Le bras d’un fleuve qui se détache de la berge, les branches
prolongent, dans l’eau, la nostalgie de la terre. La pureté
de la lumière ne traverse pas la surface pour se perdre
dans un fond où l’on ne devine pas (là, où le courant
fait sauter l’écume du centre, personne ne s’aventure
- même si les pierres séparent le cours blanc
des eaux). « Qu’est-ce que c’est ? », demandes-tu. La parabole
capitale de ta vie coupée en deux, comme s’il n’y avait pas
une direction unique qui se poursuit jusqu’à
la fin. « Même pas l’amour ? » Pourtant, le soir amène
le froid, la vision transparente des monts, et même
le chant des oiseaux semble plus net, comme si
aucune autre vibration ne l’influençait.

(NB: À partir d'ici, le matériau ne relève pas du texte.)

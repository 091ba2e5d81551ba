//! CIGAR tokenizing and 5' start position inference.
//!
//! The mapping position in a SAM record is the leftmost reference base that
//! the alignment covers. That is not where the sequenced fragment starts:
//! soft-clipped bases hang off the alignment, and on the reverse strand the
//! biological start is the rightmost end of the alignment.

use thiserror::Error;

use crate::record::Strand;

#[derive(Error, Debug, Clone, PartialEq, Eq)]
pub enum CigarError {
    #[error("CIGAR is unavailable ('*')")]
    Unavailable,

    #[error("CIGAR is empty")]
    Empty,

    #[error("operation '{0}' has no length")]
    MissingLength(char),

    #[error("unknown operation '{0}'")]
    UnknownOp(char),

    #[error("trailing length without an operation")]
    DanglingLength,

    #[error("operation length does not fit in 32 bits")]
    LengthOverflow,
}

/// The operation code of a single CIGAR element.
#[derive(Debug, Clone, Copy, PartialEq, Eq)]
pub enum CigarKind {
    /// M
    Match,
    /// I
    Insertion,
    /// D
    Deletion,
    /// N
    RefSkip,
    /// S
    SoftClip,
    /// H
    HardClip,
    /// P
    Padding,
    /// =
    SeqMatch,
    /// X
    SeqMismatch,
}

impl CigarKind {
    fn from_char(c: char) -> Option<Self> {
        let kind = match c {
            'M' => Self::Match,
            'I' => Self::Insertion,
            'D' => Self::Deletion,
            'N' => Self::RefSkip,
            'S' => Self::SoftClip,
            'H' => Self::HardClip,
            'P' => Self::Padding,
            '=' => Self::SeqMatch,
            'X' => Self::SeqMismatch,
            _ => return None,
        };
        Some(kind)
    }

    /// Whether this operation counts toward the reverse-strand span.
    ///
    /// Only `M`, `N`, `D` and `S` are counted. `=` and `X` are not.
    pub fn in_reverse_span(self) -> bool {
        matches!(
            self,
            Self::Match | Self::RefSkip | Self::Deletion | Self::SoftClip
        )
    }
}

/// One `(length, operation)` pair of a CIGAR string.
#[derive(Debug, Clone, Copy, PartialEq, Eq)]
pub struct CigarOp {
    pub len: u32,
    pub kind: CigarKind,
}

impl CigarOp {
    pub fn new(len: u32, kind: CigarKind) -> Self {
        Self { len, kind }
    }
}

/// Tokenize a SAM CIGAR string into its operations.
///
/// Each operation must be a run of decimal digits followed by one of
/// `MIDNSHP=X`. The SAM placeholder `*` is reported as
/// [`CigarError::Unavailable`].
pub fn parse_cigar(cigar: &str) -> Result<Vec<CigarOp>, CigarError> {
    if cigar == "*" {
        return Err(CigarError::Unavailable);
    }
    if cigar.is_empty() {
        return Err(CigarError::Empty);
    }

    let mut ops = Vec::new();
    let mut pending: Option<u32> = None;

    for c in cigar.chars() {
        if let Some(digit) = c.to_digit(10) {
            let len = pending
                .unwrap_or(0)
                .checked_mul(10)
                .and_then(|v| v.checked_add(digit))
                .ok_or(CigarError::LengthOverflow)?;
            pending = Some(len);
            continue;
        }

        let kind = CigarKind::from_char(c).ok_or(CigarError::UnknownOp(c))?;
        let len = pending.take().ok_or(CigarError::MissingLength(c))?;
        ops.push(CigarOp::new(len, kind));
    }

    if pending.is_some() {
        return Err(CigarError::DanglingLength);
    }
    Ok(ops)
}

/// The operations that take part in the reverse-strand 5' computation.
pub fn reverse_span_ops(ops: &[CigarOp]) -> impl Iterator<Item = &CigarOp> + '_ {
    ops.iter().filter(|op| op.kind.in_reverse_span())
}

/// Length of the soft clip that opens the alignment, or 0.
fn leading_soft_clip(ops: &[CigarOp]) -> i64 {
    match ops.first() {
        Some(op) if op.kind == CigarKind::SoftClip => i64::from(op.len),
        _ => 0,
    }
}

/// Compute the 5' start coordinate of a read.
///
/// * Forward strand: the mapping position minus any soft clip that opens the
///   CIGAR. Clips anywhere else are ignored.
/// * Reverse strand: the mapping position plus the summed lengths of the
///   `M`/`N`/`D`/`S` operations, after dropping the first of those if it is a
///   soft clip. Trailing clips are included, so the result is one past the
///   last base the read would occupy.
///
/// A reverse-strand CIGAR with no counted operations (e.g. `8H`, or a lone
/// `5S`) leaves the position unchanged.
pub fn five_prime_position(position: i64, ops: &[CigarOp], strand: Strand) -> i64 {
    match strand {
        Strand::Forward => position - leading_soft_clip(ops),
        Strand::Reverse => {
            let mut span = reverse_span_ops(ops).peekable();
            span.next_if(|op| op.kind == CigarKind::SoftClip);
            position + span.map(|op| i64::from(op.len)).sum::<i64>()
        }
    }
}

Je respire
avec toi la connaissance de la réalité bien qu’elle
passe par la découverte d’une autre vie, par le contact
entre deux solitudes, ou simplement par une brève
hésitation avant que les lèvres ne se touchent, entraînant
l’un et l’autre à passer sur l’autre rive – la plus abstraite,
celle qui sépare seulement un corps d’un autre corps et,
encore, définit les limites entre la raison et le sentiment.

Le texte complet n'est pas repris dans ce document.